Un gol de los Toffees hubiese sido suficiente como para extender el sufrimiento por media hora más, pero entre el portero y una atenta línea defensiva lograron reducir los desesperados avances de parte de un rival que no mostró ni un cuarto de lo exhibido en el primer partido en el Goodison Park. La lesión de De Bruyne, que dejó con diez hombres a un equipo agotado y sin cambios disponibles, y una situación en la que Koné no pudo definir muy incómodo y bien tapado por Caballero cerraron un partido por demás intenso, emotivo y muy bien jugado por el Manchester City.

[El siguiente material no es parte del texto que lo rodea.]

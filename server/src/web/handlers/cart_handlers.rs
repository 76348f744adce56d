// server/src/web/handlers/cart_handlers.rs

use actix_web::{web, HttpResponse};
use serde::Deserialize;
use serde_json::json;
use tracing::{info, instrument};

use crate::errors::AppError;
use crate::services::cart_service;
use crate::state::AppState;
use crate::web::AuthenticatedUser;

// --- Request DTOs ---
// Fields are optional so a missing one becomes a 400 with a useful message
// rather than a generic body-parse failure.

#[derive(Deserialize, Debug)]
#[serde(rename_all = "camelCase")]
pub struct AddToCartRequestPayload {
  pub product_id: Option<i64>,
}

#[derive(Deserialize, Debug)]
#[serde(rename_all = "camelCase")]
pub struct RemoveFromCartRequestPayload {
  pub cart_id: Option<i64>,
}

#[derive(Deserialize, Debug)]
#[serde(rename_all = "camelCase")]
pub struct UpdateQuantityRequestPayload {
  pub cart_id: Option<i64>,
  pub quantity: Option<i64>,
}

fn required<T>(value: Option<T>, field: &str) -> Result<T, AppError> {
  value.ok_or_else(|| AppError::InvalidArgument(format!("'{}' is required", field)))
}

// --- Handler Implementations ---
// The identity extractor comes first so an anonymous request is a 401 even when its body is bad.

#[instrument(name = "handler::get_cart", skip(app_state, auth_user), fields(user = %auth_user.identity))]
pub async fn get_cart_handler(
  auth_user: AuthenticatedUser,
  app_state: web::Data<AppState>,
) -> Result<HttpResponse, AppError> {
  let lines = cart_service::get_cart(&app_state.db_pool, &auth_user.identity).await?;
  Ok(HttpResponse::Ok().json(lines))
}

#[instrument(name = "handler::add_to_cart", skip(app_state, req_payload, auth_user), fields(user = %auth_user.identity))]
pub async fn add_to_cart_handler(
  auth_user: AuthenticatedUser,
  app_state: web::Data<AppState>,
  req_payload: web::Json<AddToCartRequestPayload>,
) -> Result<HttpResponse, AppError> {
  let product_id = required(req_payload.product_id, "productId")?;
  info!("Adding product {} to cart for {}", product_id, auth_user.identity);

  let item = cart_service::add_to_cart(&app_state.db_pool, &auth_user.identity, product_id).await?;

  Ok(HttpResponse::Ok().json(json!({
      "success": true,
      "cartId": item.id,
      "quantity": item.quantity,
  })))
}

#[instrument(name = "handler::update_cart_quantity", skip(app_state, req_payload, auth_user), fields(user = %auth_user.identity))]
pub async fn update_quantity_handler(
  auth_user: AuthenticatedUser,
  app_state: web::Data<AppState>,
  req_payload: web::Json<UpdateQuantityRequestPayload>,
) -> Result<HttpResponse, AppError> {
  let cart_id = required(req_payload.cart_id, "cartId")?;
  let quantity = required(req_payload.quantity, "quantity")?;

  let item = cart_service::update_quantity(&app_state.db_pool, &auth_user.identity, cart_id, quantity).await?;

  Ok(HttpResponse::Ok().json(json!({
      "success": true,
      "quantity": item.quantity,
  })))
}

#[instrument(name = "handler::remove_from_cart", skip(app_state, req_payload, auth_user), fields(user = %auth_user.identity))]
pub async fn remove_from_cart_handler(
  auth_user: AuthenticatedUser,
  app_state: web::Data<AppState>,
  req_payload: web::Json<RemoveFromCartRequestPayload>,
) -> Result<HttpResponse, AppError> {
  let cart_id = required(req_payload.cart_id, "cartId")?;

  cart_service::remove_from_cart(&app_state.db_pool, &auth_user.identity, cart_id).await?;

  Ok(HttpResponse::Ok().json(json!({ "success": true })))
}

Con el merecido triunfo por 3-1, el equipo de Manuel Pellegrini logró revertir la serie ante un muy duro Everton que no dejó de buscar el gol salvador hasta el final. Un duelo, otro más en muy poco tiempo, digno de la Premier League que depositó al Manchester City en la gran final de la Capital One Cup a jugarse en Wembley frente al Liverpool. 





Ficha Técnica:

Manchester City (4-2-3-1): Caballero; Zabaleta, Demichelis, Otamendi, Clichy; Fernandinho, Delph (Navas); Sterling, Yaya Touré (De Bruyne), David Silva (Fernando); Sergio Agüero.     Entrenador: Manuel Pellegrini.

Everton (4-2-3-1): Robles; Stones (Coleman), Jagielka, Funes Mori, Baines; Barry, Cleverley; Barkley, Osman (McCarthy), Deulofeu (Koné); Lukaku.     Entrenador: Roberto Martínez.

Amonestados: Otamendi (MANC); Cleverley, Baines (EVE).

Expulsados: No hubo.

Goles: Fernandinho 24', De Bruyne 70', Agüero 77' (MANC); Brakley 18' (EVE).

Árbitro: Martin Atkinson.

Estadio: Eitihad Stadium (Manchester City).